▶ **Records provided**:
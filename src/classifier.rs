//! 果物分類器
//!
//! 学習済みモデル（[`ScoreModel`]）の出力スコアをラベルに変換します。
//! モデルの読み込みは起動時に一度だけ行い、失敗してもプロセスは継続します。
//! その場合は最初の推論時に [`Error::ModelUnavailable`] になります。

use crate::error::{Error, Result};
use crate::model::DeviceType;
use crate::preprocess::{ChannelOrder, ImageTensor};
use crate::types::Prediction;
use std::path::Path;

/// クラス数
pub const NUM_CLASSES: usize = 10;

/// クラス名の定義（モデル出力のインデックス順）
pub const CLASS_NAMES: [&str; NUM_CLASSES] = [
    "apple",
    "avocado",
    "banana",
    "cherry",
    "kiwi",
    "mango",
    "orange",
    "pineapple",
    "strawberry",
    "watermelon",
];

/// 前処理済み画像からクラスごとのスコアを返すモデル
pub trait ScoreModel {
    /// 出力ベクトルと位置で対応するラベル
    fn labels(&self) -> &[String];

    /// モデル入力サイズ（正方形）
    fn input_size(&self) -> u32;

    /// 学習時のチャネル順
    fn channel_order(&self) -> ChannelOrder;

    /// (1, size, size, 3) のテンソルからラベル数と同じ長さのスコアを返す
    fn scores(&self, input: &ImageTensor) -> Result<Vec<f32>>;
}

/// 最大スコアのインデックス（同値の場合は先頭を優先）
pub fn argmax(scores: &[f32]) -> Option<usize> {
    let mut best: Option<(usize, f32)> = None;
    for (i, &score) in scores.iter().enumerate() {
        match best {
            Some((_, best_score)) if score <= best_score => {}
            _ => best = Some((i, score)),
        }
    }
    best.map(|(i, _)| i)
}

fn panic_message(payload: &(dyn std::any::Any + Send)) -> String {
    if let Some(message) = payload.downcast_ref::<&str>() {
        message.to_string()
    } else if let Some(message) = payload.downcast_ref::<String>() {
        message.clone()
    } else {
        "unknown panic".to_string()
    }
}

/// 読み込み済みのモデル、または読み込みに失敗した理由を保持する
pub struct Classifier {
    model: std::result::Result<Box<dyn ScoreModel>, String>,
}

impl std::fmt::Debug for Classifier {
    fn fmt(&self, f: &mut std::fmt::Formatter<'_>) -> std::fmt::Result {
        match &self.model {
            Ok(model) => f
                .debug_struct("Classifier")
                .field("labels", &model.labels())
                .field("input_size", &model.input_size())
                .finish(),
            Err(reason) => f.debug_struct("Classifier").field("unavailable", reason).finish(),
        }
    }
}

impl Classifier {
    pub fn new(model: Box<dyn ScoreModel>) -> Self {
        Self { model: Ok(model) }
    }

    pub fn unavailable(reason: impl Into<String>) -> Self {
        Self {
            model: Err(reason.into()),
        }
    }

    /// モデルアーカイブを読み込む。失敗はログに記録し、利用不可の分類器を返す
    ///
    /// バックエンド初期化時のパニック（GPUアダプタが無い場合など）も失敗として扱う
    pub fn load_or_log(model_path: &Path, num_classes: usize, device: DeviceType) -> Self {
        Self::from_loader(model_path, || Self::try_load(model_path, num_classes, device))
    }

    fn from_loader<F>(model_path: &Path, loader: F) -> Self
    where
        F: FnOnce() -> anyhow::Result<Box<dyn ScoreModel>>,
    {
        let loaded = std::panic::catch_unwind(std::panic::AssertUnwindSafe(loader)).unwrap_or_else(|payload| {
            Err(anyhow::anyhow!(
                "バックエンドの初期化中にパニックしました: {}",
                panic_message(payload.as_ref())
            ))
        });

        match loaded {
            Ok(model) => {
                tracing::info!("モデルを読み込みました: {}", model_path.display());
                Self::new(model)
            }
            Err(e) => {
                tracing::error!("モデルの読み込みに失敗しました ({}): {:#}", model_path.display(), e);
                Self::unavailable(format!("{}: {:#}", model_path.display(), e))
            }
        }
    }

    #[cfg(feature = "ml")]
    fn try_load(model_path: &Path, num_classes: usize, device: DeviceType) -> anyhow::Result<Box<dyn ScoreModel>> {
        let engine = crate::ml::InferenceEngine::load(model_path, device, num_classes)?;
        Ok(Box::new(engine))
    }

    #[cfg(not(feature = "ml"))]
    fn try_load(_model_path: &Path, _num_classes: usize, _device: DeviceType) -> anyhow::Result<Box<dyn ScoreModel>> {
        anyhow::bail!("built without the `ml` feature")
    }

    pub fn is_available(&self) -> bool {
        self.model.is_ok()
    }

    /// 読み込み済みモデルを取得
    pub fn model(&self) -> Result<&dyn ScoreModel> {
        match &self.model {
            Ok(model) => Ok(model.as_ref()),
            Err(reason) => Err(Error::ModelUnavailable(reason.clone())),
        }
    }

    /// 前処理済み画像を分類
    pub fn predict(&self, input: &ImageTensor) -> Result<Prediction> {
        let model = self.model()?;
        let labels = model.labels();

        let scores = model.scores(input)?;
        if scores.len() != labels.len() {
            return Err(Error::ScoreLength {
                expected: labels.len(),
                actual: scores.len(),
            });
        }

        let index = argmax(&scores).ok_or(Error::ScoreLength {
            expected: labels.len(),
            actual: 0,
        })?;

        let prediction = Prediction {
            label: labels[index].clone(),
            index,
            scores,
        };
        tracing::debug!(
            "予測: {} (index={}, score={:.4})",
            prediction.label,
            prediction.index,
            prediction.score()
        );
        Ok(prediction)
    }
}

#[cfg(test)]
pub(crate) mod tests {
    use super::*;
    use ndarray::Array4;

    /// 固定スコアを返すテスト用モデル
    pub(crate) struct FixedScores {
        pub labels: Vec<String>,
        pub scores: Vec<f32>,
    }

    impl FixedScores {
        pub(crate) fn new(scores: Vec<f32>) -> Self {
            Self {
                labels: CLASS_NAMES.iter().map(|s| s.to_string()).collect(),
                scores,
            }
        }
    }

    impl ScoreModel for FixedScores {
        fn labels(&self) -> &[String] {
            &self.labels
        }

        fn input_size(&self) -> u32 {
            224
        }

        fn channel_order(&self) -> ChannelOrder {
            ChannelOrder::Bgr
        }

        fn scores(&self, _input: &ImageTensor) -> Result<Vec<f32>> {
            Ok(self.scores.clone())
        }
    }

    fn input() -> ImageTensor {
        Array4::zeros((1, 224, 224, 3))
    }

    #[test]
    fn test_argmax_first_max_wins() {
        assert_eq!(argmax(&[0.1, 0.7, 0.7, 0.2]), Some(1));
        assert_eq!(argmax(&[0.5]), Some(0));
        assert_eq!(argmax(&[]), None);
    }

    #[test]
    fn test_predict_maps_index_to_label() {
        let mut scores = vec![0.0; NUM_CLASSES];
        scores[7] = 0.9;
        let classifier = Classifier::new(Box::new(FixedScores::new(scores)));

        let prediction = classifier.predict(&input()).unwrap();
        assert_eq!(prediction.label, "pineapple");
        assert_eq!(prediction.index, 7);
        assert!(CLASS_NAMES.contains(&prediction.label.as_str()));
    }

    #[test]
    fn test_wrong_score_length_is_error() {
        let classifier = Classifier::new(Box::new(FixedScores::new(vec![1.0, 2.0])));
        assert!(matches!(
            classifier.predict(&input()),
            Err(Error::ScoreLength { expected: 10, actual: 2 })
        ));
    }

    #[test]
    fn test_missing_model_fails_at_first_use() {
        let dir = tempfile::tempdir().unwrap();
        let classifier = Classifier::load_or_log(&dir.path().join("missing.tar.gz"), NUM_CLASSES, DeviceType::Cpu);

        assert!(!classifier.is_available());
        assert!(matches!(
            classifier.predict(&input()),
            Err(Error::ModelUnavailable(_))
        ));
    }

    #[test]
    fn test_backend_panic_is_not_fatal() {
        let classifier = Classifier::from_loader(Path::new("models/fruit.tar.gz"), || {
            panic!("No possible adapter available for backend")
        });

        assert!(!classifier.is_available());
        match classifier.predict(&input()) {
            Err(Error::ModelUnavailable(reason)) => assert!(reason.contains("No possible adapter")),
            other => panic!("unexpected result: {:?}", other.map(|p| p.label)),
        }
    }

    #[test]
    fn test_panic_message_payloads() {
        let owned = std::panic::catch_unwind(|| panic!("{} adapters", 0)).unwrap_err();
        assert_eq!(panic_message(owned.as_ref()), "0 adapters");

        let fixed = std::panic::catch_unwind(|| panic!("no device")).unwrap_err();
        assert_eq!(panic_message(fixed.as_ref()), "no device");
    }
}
==
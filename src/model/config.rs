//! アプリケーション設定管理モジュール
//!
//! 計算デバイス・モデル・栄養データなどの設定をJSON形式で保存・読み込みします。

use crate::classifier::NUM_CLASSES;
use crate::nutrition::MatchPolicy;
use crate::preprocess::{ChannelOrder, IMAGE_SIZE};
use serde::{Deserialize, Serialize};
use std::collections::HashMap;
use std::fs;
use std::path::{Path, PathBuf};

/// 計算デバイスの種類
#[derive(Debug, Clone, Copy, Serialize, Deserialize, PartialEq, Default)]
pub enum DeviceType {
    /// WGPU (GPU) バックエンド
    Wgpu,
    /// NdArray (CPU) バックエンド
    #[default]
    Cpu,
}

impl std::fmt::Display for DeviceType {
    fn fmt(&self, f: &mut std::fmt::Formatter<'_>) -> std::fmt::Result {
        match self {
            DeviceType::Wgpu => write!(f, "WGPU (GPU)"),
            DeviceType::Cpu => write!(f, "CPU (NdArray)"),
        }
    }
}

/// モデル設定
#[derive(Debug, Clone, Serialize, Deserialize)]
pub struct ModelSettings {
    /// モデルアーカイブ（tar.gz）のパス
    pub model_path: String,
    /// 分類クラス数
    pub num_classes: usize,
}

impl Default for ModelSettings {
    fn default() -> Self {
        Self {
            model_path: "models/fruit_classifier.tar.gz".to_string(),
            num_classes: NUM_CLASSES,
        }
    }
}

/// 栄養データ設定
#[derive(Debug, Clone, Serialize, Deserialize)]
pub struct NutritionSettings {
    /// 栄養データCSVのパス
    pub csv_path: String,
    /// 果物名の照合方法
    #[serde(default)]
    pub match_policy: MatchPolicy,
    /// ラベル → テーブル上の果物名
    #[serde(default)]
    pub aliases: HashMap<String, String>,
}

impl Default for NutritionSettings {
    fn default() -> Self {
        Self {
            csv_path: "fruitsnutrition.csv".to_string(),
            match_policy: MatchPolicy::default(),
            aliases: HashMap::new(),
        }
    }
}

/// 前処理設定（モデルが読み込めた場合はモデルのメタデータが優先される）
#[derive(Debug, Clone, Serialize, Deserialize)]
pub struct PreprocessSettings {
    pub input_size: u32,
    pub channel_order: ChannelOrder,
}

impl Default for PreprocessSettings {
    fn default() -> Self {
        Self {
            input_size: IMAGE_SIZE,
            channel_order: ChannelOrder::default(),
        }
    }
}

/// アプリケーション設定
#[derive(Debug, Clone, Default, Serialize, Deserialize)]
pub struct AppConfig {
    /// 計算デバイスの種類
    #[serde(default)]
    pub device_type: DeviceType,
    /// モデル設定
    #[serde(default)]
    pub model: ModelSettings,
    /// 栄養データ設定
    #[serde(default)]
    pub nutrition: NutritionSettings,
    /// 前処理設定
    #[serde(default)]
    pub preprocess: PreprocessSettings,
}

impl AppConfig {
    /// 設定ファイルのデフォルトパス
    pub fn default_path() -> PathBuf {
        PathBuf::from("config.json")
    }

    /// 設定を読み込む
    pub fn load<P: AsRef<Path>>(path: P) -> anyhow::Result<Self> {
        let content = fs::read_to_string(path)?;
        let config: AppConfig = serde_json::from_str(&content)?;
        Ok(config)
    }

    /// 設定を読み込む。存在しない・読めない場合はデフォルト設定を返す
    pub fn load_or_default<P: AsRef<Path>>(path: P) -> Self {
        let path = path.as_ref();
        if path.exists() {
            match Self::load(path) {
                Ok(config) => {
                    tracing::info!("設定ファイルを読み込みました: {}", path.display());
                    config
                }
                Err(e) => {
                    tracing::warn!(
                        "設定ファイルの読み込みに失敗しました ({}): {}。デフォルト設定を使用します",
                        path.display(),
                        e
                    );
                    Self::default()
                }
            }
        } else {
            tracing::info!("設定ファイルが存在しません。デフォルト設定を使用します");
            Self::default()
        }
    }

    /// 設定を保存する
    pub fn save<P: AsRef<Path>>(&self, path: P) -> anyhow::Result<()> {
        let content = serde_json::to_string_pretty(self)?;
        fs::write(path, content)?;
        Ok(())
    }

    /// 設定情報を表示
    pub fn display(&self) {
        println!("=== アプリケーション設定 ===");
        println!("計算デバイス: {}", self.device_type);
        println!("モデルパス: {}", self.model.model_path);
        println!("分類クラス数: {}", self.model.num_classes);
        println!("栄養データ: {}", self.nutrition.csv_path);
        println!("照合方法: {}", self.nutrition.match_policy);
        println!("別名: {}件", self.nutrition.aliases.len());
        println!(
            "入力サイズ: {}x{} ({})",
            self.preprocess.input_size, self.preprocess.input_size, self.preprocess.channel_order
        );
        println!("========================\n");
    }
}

▶ **The task**: The answer must be a single number: the count of lines above that contain "None".

▶ **Expected answer**: 2